Aaron Laxton with the Missouri Network for Opiate Reform and Recovery, like Sabora, has testified in support of needle exchange legislation several times in past years. He told the committee that in past years he’s talked about loved ones he’s lost to opioid abuse, but in this hearing he offered an example of two lives saved by an exchange program.
He presented his one-and-a-half-month old adopted son Grayson, who was exposed to fentanyl, cocaine, and methadone before birth. He said the programs like those that HB 168 would support help people like Grayson’s mother get into treatment.
Rehder said the CDC has identified 13 counties in Missouri that are primed for an outbreak of Hepatitis C. She said passing her bill would help keep those outbreaks from occurring, and could save the state tens of millions of dollars.
Last year a needle exchange program proposal passed out of the House with 135 votes in favor, but it stalled in the Senate. Rehder said she has assurances from senators that they will help propel her bill to the floor in that chamber if it clears the House this year.
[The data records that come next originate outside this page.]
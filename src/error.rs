//! Error types
//!
//! The estimator has exactly one failure mode, kept in its own type so the
//! pure core never depends on storage or I/O errors.

use std::path::PathBuf;

use thiserror::Error;

/// Failure raised by the estimation core.
#[derive(Debug, Clone, PartialEq, Error)]
pub enum EstimateError {
    /// The request cannot be evaluated (currently: non-positive quantity).
    #[error("invalid input: {0}")]
    InvalidInput(String),
}

/// Convenient result alias for the front-end modules.
pub type Result<T> = std::result::Result<T, Error>;

/// Errors raised around the estimator: catalog, parsing, storage and files.
#[derive(Debug, Error)]
pub enum Error {
    #[error(transparent)]
    Estimate(#[from] EstimateError),

    /// Raised when a liquid name matches nothing in the catalog.
    #[error("unknown liquid: {name}{}", format_suggestions(.suggestions))]
    UnknownLiquid {
        name: String,
        suggestions: Vec<String>,
    },

    /// Raised when a custom liquid profile fails validation.
    #[error("invalid liquid '{name}': {reason}")]
    InvalidLiquid { name: String, reason: String },

    /// Raised when user input cannot be parsed.
    #[error("could not parse {kind} from '{input}'")]
    Parse { kind: &'static str, input: String },

    /// Raised when a reference dataset file is unusable.
    #[error("dataset {path}: {message}")]
    Dataset { path: PathBuf, message: String },

    /// Raised when a configuration value is out of range.
    #[error("invalid configuration: {0}")]
    InvalidConfig(String),

    #[error(transparent)]
    Regex(#[from] regex::Error),

    #[error(transparent)]
    Sqlite(#[from] rusqlite::Error),

    #[error(transparent)]
    Io(#[from] std::io::Error),

    #[error(transparent)]
    Csv(#[from] csv::Error),

    #[error(transparent)]
    Config(#[from] toml::de::Error),
}

impl Error {
    pub(crate) fn parse(kind: &'static str, input: &str) -> Self {
        Error::Parse {
            kind,
            input: input.to_string(),
        }
    }
}

fn format_suggestions(suggestions: &[String]) -> String {
    if suggestions.is_empty() {
        String::new()
    } else {
        format!(" (did you mean {}?)", suggestions.join(", "))
    }
}

#[cfg(test)]
mod tests {
    use super::*;

    #[test]
    fn unknown_liquid_lists_suggestions() {
        let err = Error::UnknownLiquid {
            name: "wat".to_string(),
            suggestions: vec!["Water".to_string()],
        };
        assert_eq!(err.to_string(), "unknown liquid: wat (did you mean Water?)");
    }

    #[test]
    fn unknown_liquid_without_suggestions() {
        let err = Error::UnknownLiquid {
            name: "lava".to_string(),
            suggestions: vec![],
        };
        assert_eq!(err.to_string(), "unknown liquid: lava");
    }

    #[test]
    fn estimate_error_is_transparent() {
        let err: Error =
            EstimateError::InvalidInput("quantity must be greater than zero".into()).into();
        assert_eq!(
            err.to_string(),
            "invalid input: quantity must be greater than zero"
        );
    }
}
Missouri lawmakers will again consider a bipartisan effort to reduce exposure to and the transmission of HIV in the session that begins in January.
Representatives Holly Rehder (R-Sikeston) and Tracy McCreery (D-St. Louis) have filed legislation that would change Missouri laws that criminalize exposing individuals to HIV. Rehder will also file a bill that would let organizations give clean needles to users of illegal intravenous drugs. Both proposals were also filed last session.
Rehder’s House Bill 168 would relax state laws against delivery of drug paraphernalia. Programs that offer clean needles to users could register with the Department of Health and Senior Services and be allowed to continue operating.
Supporters say the offer of clean needles could reduce the spread among IV drug abusers of diseases like HIV and Hepatitis C. Representative Rehder said it also make s users 5-times more likely to enter drug treatment because the needle exchange programs put them in direct contact with medical professionals.
House Bills 166 and 167, filed by Reps. McCreery and Rehder, respectively, both aim to change Missouri laws that criminalize the act of knowingly exposing a person to HIV.
Both bills would expand those laws to criminalize knowingly exposing a person to any serious infectious or communicable diseases. Both would also specify that individuals who attempt to prevent transmission, including through the use of a condom or through medical treatment that reduces the risk of transmission, are not knowingly exposing others to a disease.
McCreery and other supporters said those laws have actually discouraged people from getting tested and, if necessary, treated for HIV.
LaTrischa Miles, treatment adherence supervisor with KC Care Health Center, said in the time since Missouri’s and other states’ HIV exposure laws were written treatments have advanced so that people who might be in violation of those laws aren’t actually exposing anyone to a risk of HIV infection.
Last session’s versions of the HIV transmission laws legislation, House Bills 2675 (McCreery) and 2674 (Rehder) were subject to a hearing by the House Committee on Health and Mental Health Services. The hearing was in the final days of the session so the bills did not advance, but the committee encouraged McCreery and Rehder to reintroduce the bills for 2019.
These three bills were among dozens filed by lawmakers on Monday, the first day legislation could be prefiled for the session that begins in January.